=== TASK DATA ===

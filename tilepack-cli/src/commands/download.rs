//! Download command - fetch a region and follow its progress.
//!
//! Ctrl+C suspends the pack instead of aborting it; `tilepack resume <id>`
//! picks it up again.

use console::style;
use indicatif::{ProgressBar, ProgressStyle};
use tilepack::offline::{ProgressEvent, RegionDownload};
use tilepack::region::{RegionDefinition, RegionId};
use tokio_util::sync::CancellationToken;
use tracing::info;

use super::common::{metadata_from_pairs, parse_bounds};
use crate::error::CliError;
use crate::runner::CliRunner;

/// Arguments for the download command.
pub struct DownloadArgs {
    pub bounds: String,
    pub style: String,
    pub min_zoom: f64,
    pub max_zoom: f64,
    pub meta: Vec<String>,
    pub json: bool,
}

/// Run the download command.
pub async fn run(runner: &CliRunner, args: DownloadArgs) -> Result<(), CliError> {
    runner.log_startup("download");

    let bounds = parse_bounds(&args.bounds)?;
    let metadata = metadata_from_pairs(&args.meta)?;
    let definition = RegionDefinition::new(bounds, args.style, args.min_zoom, args.max_zoom);

    let download = runner.manager().download(definition, metadata).await?;
    if args.json {
        println!("{}", download.record.to_json());
    } else {
        println!(
            "Downloading region {} ({})",
            style(download.record.id()).cyan(),
            download.progress.name()
        );
    }

    follow(runner, download, args.json).await
}

/// Run the resume command.
pub async fn resume(runner: &CliRunner, id: RegionId, json: bool) -> Result<(), CliError> {
    runner.log_startup("resume");

    let download = runner.manager().resume_region(id).await?;
    if !json {
        println!("Resuming region {}", style(id).cyan());
    }

    follow(runner, download, json).await
}

/// Follow a download until its terminal event or Ctrl+C.
async fn follow(
    runner: &CliRunner,
    mut download: RegionDownload,
    json: bool,
) -> Result<(), CliError> {
    let id = download.record.id();

    let interrupted = CancellationToken::new();
    let handler_token = interrupted.clone();
    ctrlc::set_handler(move || handler_token.cancel())
        .map_err(|e| CliError::Signal(e.to_string()))?;

    if !runner.config().engine.simulate && !json {
        println!("Engine simulation is disabled; progress only advances when the engine reports it.");
    }

    let bar = if json {
        ProgressBar::hidden()
    } else {
        progress_bar()
    };

    loop {
        tokio::select! {
            _ = interrupted.cancelled() => {
                bar.abandon_with_message("interrupted");
                runner.manager().suspend_region(id).await?;
                info!(region_id = id, "Download suspended by user");
                if !json {
                    println!();
                    println!("Region {} suspended. Resume with: tilepack resume {}", id, id);
                }
                return Ok(());
            }

            event = download.progress.recv() => {
                let Some(event) = event else { break };
                if json {
                    println!("{}", event.to_json());
                }
                match event {
                    ProgressEvent::Start => bar.set_message("downloading"),
                    ProgressEvent::Progress { progress } => bar.set_position(progress.round() as u64),
                    ProgressEvent::Success => bar.finish_with_message("complete"),
                    ProgressEvent::Error { code, .. } => bar.abandon_with_message(code),
                }
            }
        }
    }

    download.completion.wait().await?;
    if !json {
        println!("{} Region {} downloaded", style("✓").green(), id);
    }
    Ok(())
}

fn progress_bar() -> ProgressBar {
    let bar = ProgressBar::new(100);
    bar.set_style(
        ProgressStyle::default_bar()
            .template("{spinner:.green} [{bar:40.cyan/blue}] {pos:>3}% | {msg}")
            .unwrap_or_else(|_| ProgressStyle::default_bar())
            .progress_chars("█▓░"),
    );
    bar
}
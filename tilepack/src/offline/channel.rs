//! Per-download progress channel.
//!
//! One [`ProgressChannel`] is opened per in-flight download. The downloader
//! holds the sending half and the caller reads a [`ProgressStream`]:
//!
//! ```text
//! Start ──► Progress(p0) ──► Progress(p1) ──► ... ──► Success | Error
//! ```
//!
//! The channel tears itself down after the first terminal event, or as soon
//! as the caller drops its stream.

use std::pin::Pin;
use std::task::{Context, Poll};

use futures::Stream;
use parking_lot::Mutex;
use serde::{Deserialize, Serialize};
use tokio::sync::mpsc;

use crate::region::RegionId;

/// Prefix of every download channel name.
pub const DOWNLOAD_CHANNEL_PREFIX: &str = "downloadOfflineRegion_";

/// Channel name for the download of `region`.
pub fn channel_name(region: RegionId) -> String {
    format!("{}{}", DOWNLOAD_CHANNEL_PREFIX, region)
}

/// Lifecycle event of one download.
///
/// Serializes as `{"status": "start"}`, `{"status": "progress", "progress": 50.0}`,
/// `{"status": "success"}` or `{"status": "error", "code": .., "message": ..}`.
#[derive(Debug, Clone, PartialEq, Serialize, Deserialize)]
#[serde(tag = "status", rename_all = "lowercase")]
pub enum ProgressEvent {
    Start,
    Progress {
        /// Percentage in `0.0..=100.0`.
        progress: f64,
    },
    Success,
    Error {
        code: String,
        #[serde(default, skip_serializing_if = "Option::is_none")]
        message: Option<String>,
    },
}

impl ProgressEvent {
    /// `Success` and `Error` end the stream.
    pub fn is_terminal(&self) -> bool {
        matches!(self, ProgressEvent::Success | ProgressEvent::Error { .. })
    }

    pub fn to_json(&self) -> String {
        serde_json::to_string(self).unwrap_or_else(|_| String::from("{}"))
    }
}

/// Sending half, owned by the downloader.
#[derive(Debug)]
pub struct ProgressChannel {
    name: String,
    sender: Mutex<Option<mpsc::UnboundedSender<ProgressEvent>>>,
}

impl ProgressChannel {
    /// Open a named channel.
    pub fn open(name: impl Into<String>) -> (ProgressChannel, ProgressStream) {
        let name = name.into();
        let (tx, rx) = mpsc::unbounded_channel();
        (
            ProgressChannel {
                name: name.clone(),
                sender: Mutex::new(Some(tx)),
            },
            ProgressStream { name, receiver: rx },
        )
    }

    pub fn name(&self) -> &str {
        &self.name
    }

    /// Send an event. Returns `false` once the channel is torn down.
    pub fn emit(&self, event: ProgressEvent) -> bool {
        let mut sender = self.sender.lock();
        let Some(tx) = sender.as_ref() else {
            return false;
        };

        let terminal = event.is_terminal();
        if tx.send(event).is_err() {
            // Caller stopped listening
            *sender = None;
            return false;
        }
        if terminal {
            *sender = None;
        }
        true
    }

    /// Tear the channel down without a terminal event.
    pub fn close(&self) {
        self.sender.lock().take();
    }

    pub fn is_closed(&self) -> bool {
        self.sender.lock().as_ref().map_or(true, |tx| tx.is_closed())
    }
}

/// Receiving half, handed to the caller.
#[derive(Debug)]
pub struct ProgressStream {
    name: String,
    receiver: mpsc::UnboundedReceiver<ProgressEvent>,
}

impl ProgressStream {
    pub fn name(&self) -> &str {
        &self.name
    }

    /// Next event, or `None` once the channel is torn down and drained.
    pub async fn recv(&mut self) -> Option<ProgressEvent> {
        self.receiver.recv().await
    }

    /// Next event if one is already queued.
    pub fn try_recv(&mut self) -> Option<ProgressEvent> {
        self.receiver.try_recv().ok()
    }

    /// Stop listening. Already queued events can still be drained.
    pub fn close(&mut self) {
        self.receiver.close();
    }
}

impl Stream for ProgressStream {
    type Item = ProgressEvent;

    fn poll_next(self: Pin<&mut Self>, cx: &mut Context<'_>) -> Poll<Option<Self::Item>> {
        self.get_mut().receiver.poll_recv(cx)
    }
}
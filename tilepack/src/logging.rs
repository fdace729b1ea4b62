//! Logging setup.
//!
//! - Writes to `<log_dir>/<log_file>` (cleared on session start)
//! - Mirrors to stderr so stdout stays free for command output
//! - Filter configurable via `RUST_LOG` (defaults to `info`)

use std::fs;
use std::io;
use std::path::{Path, PathBuf};

use tracing_appender::non_blocking::WorkerGuard;
use tracing_subscriber::layer::SubscriberExt;
use tracing_subscriber::util::SubscriberInitExt;
use tracing_subscriber::EnvFilter;

use crate::config::{config_directory, DEFAULT_LOG_FILE};

/// Guard that must be kept alive for the duration of logging.
///
/// Dropping it flushes and closes the log file writer.
pub struct LoggingGuard {
    _file_guard: WorkerGuard,
    path: PathBuf,
}

impl LoggingGuard {
    /// The log file being written.
    pub fn path(&self) -> &Path {
        &self.path
    }
}

/// Initialize the global subscriber.
///
/// Creates `log_dir` if needed and truncates the previous log file.
///
/// # Errors
///
/// Returns an error if the directory cannot be created or the log file
/// cannot be cleared.
pub fn init_logging(log_dir: &Path, log_file: &str) -> Result<LoggingGuard, io::Error> {
    fs::create_dir_all(log_dir)?;

    let log_path = log_dir.join(log_file);
    fs::write(&log_path, "")?;

    let file_appender = tracing_appender::rolling::never(log_dir, log_file);
    let (non_blocking_file, file_guard) = tracing_appender::non_blocking(file_appender);

    let file_layer = tracing_subscriber::fmt::layer()
        .with_writer(non_blocking_file)
        .with_ansi(false);

    let stderr_layer = tracing_subscriber::fmt::layer()
        .with_writer(io::stderr)
        .with_target(false)
        .compact();

    let env_filter = EnvFilter::try_from_default_env().unwrap_or_else(|_| EnvFilter::new("info"));

    tracing_subscriber::registry()
        .with(env_filter)
        .with(file_layer)
        .with(stderr_layer)
        .init();

    Ok(LoggingGuard {
        _file_guard: file_guard,
        path: log_path,
    })
}

/// Default log directory (`~/.tilepack/logs`).
pub fn default_log_dir() -> PathBuf {
    config_directory().join("logs")
}

/// Default log file name.
pub fn default_log_file() -> &'static str {
    DEFAULT_LOG_FILE
}

#[cfg(test)]
mod tests {
    use super::*;

    #[test]
    fn test_default_paths() {
        assert!(default_log_dir().ends_with(".tilepack/logs"));
        assert_eq!(default_log_file(), "tilepack.log");
    }

    // Only one test may install the global subscriber
    #[test]
    fn test_creates_directory_and_truncates_file() {
        let temp_dir = tempfile::TempDir::new().unwrap();
        let log_dir = temp_dir.path().join("logs");
        fs::create_dir_all(&log_dir).unwrap();
        fs::write(log_dir.join("test.log"), "previous session").unwrap();

        let guard = init_logging(&log_dir, "test.log").unwrap();

        assert!(log_dir.is_dir());
        assert_eq!(guard.path(), log_dir.join("test.log"));
        assert!(!fs::read_to_string(guard.path())
            .unwrap()
            .contains("previous session"));
    }
}
//! Coordinate conversion module
//!
//! Converts geographic coordinates (latitude/longitude) to Web Mercator tile
//! coordinates and counts the tiles needed to cover a region. The local
//! engine uses the count as the expected resource total of a pack.

mod types;

pub use types::{CoordError, TileCoord, MAX_LAT, MAX_LON, MAX_TILE_ZOOM, MIN_LAT, MIN_LON};

use std::f64::consts::PI;

use crate::region::LatLngBounds;

/// Converts geographic coordinates to tile coordinates.
///
/// # Arguments
///
/// * `lat` - Latitude in degrees (-85.05112878 to 85.05112878)
/// * `lon` - Longitude in degrees (-180.0 to 180.0)
/// * `zoom` - Zoom level (0 to 22)
#[inline]
pub fn to_tile_coords(lat: f64, lon: f64, zoom: u8) -> Result<TileCoord, CoordError> {
    if !(MIN_LAT..=MAX_LAT).contains(&lat) {
        return Err(CoordError::InvalidLatitude(lat));
    }
    if !(MIN_LON..=MAX_LON).contains(&lon) {
        return Err(CoordError::InvalidLongitude(lon));
    }
    if zoom > MAX_TILE_ZOOM {
        return Err(CoordError::InvalidZoom(zoom));
    }

    let n = 2.0_f64.powi(zoom as i32);
    let max_index = (n as u32).saturating_sub(1);

    // lon == 180.0 lands one past the last column
    let col = (((lon + 180.0) / 360.0 * n) as u32).min(max_index);

    let lat_rad = lat * PI / 180.0;
    let row = (((1.0 - lat_rad.tan().asinh() / PI) / 2.0 * n) as u32).min(max_index);

    Ok(TileCoord { row, col, zoom })
}

/// Number of tiles covering `bounds` at a single zoom level.
///
/// Latitudes outside the Web Mercator range are clamped to it.
pub fn tiles_in_bounds(bounds: &LatLngBounds, zoom: u8) -> Result<u64, CoordError> {
    let north = bounds.northeast.lat.clamp(MIN_LAT, MAX_LAT);
    let south = bounds.southwest.lat.clamp(MIN_LAT, MAX_LAT);

    let top_left = to_tile_coords(north, bounds.southwest.lon, zoom)?;
    let bottom_right = to_tile_coords(south, bounds.northeast.lon, zoom)?;

    let cols = u64::from(bottom_right.col.saturating_sub(top_left.col)) + 1;
    let rows = u64::from(bottom_right.row.saturating_sub(top_left.row)) + 1;

    Ok(cols * rows)
}

/// Total tiles covering `bounds` across every integer zoom in
/// `[floor(min_zoom), ceil(max_zoom)]`.
pub fn tile_count(bounds: &LatLngBounds, min_zoom: f64, max_zoom: f64) -> Result<u64, CoordError> {
    let first = min_zoom.max(0.0).floor() as u8;
    let last = max_zoom.max(0.0).ceil().min(f64::from(MAX_TILE_ZOOM)) as u8;

    let mut total: u64 = 0;
    for zoom in first..=last {
        total = total.saturating_add(tiles_in_bounds(bounds, zoom)?);
    }
    Ok(total)
}

#[cfg(test)]
mod tests {
    use super::*;
    use crate::region::LatLng;

    fn bounds(south: f64, west: f64, north: f64, east: f64) -> LatLngBounds {
        LatLngBounds::new(LatLng::new(south, west), LatLng::new(north, east))
    }

    #[test]
    fn test_new_york_city_at_zoom_16() {
        let tile = to_tile_coords(40.7128, -74.0060, 16).unwrap();
        assert_eq!(tile.row, 24640);
        assert_eq!(tile.col, 19295);
        assert_eq!(tile.zoom, 16);
    }

    #[test]
    fn test_invalid_latitude() {
        let result = to_tile_coords(89.0, 0.0, 5);
        assert_eq!(result, Err(CoordError::InvalidLatitude(89.0)));
    }

    #[test]
    fn test_invalid_zoom() {
        let result = to_tile_coords(0.0, 0.0, 23);
        assert_eq!(result, Err(CoordError::InvalidZoom(23)));
    }

    #[test]
    fn test_east_edge_is_clamped_to_last_column() {
        let tile = to_tile_coords(0.0, 180.0, 2).unwrap();
        assert_eq!(tile.col, 3);
    }

    #[test]
    fn test_whole_world_tile_counts() {
        let world = bounds(-90.0, -180.0, 90.0, 180.0);
        assert_eq!(tiles_in_bounds(&world, 0).unwrap(), 1);
        assert_eq!(tiles_in_bounds(&world, 1).unwrap(), 4);
        assert_eq!(tiles_in_bounds(&world, 2).unwrap(), 16);
        assert_eq!(tile_count(&world, 0.0, 2.0).unwrap(), 21);
    }

    #[test]
    fn test_small_region_at_zoom_10() {
        // cols 540..=568, rows 453..=483
        let region = bounds(10.0, 10.0, 20.0, 20.0);
        assert_eq!(tiles_in_bounds(&region, 10).unwrap(), 29 * 31);
    }

    #[test]
    fn test_fractional_zooms_cover_enclosing_levels() {
        let world = bounds(-90.0, -180.0, 90.0, 180.0);
        // 0.5..1.5 covers zooms 0, 1 and 2
        assert_eq!(tile_count(&world, 0.5, 1.5).unwrap(), 21);
    }
}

===

TO DO: Looking at each line of the material above, tally those that hold the string "WorkerGuard" and give only the total.

YOUR RESPONSE: 2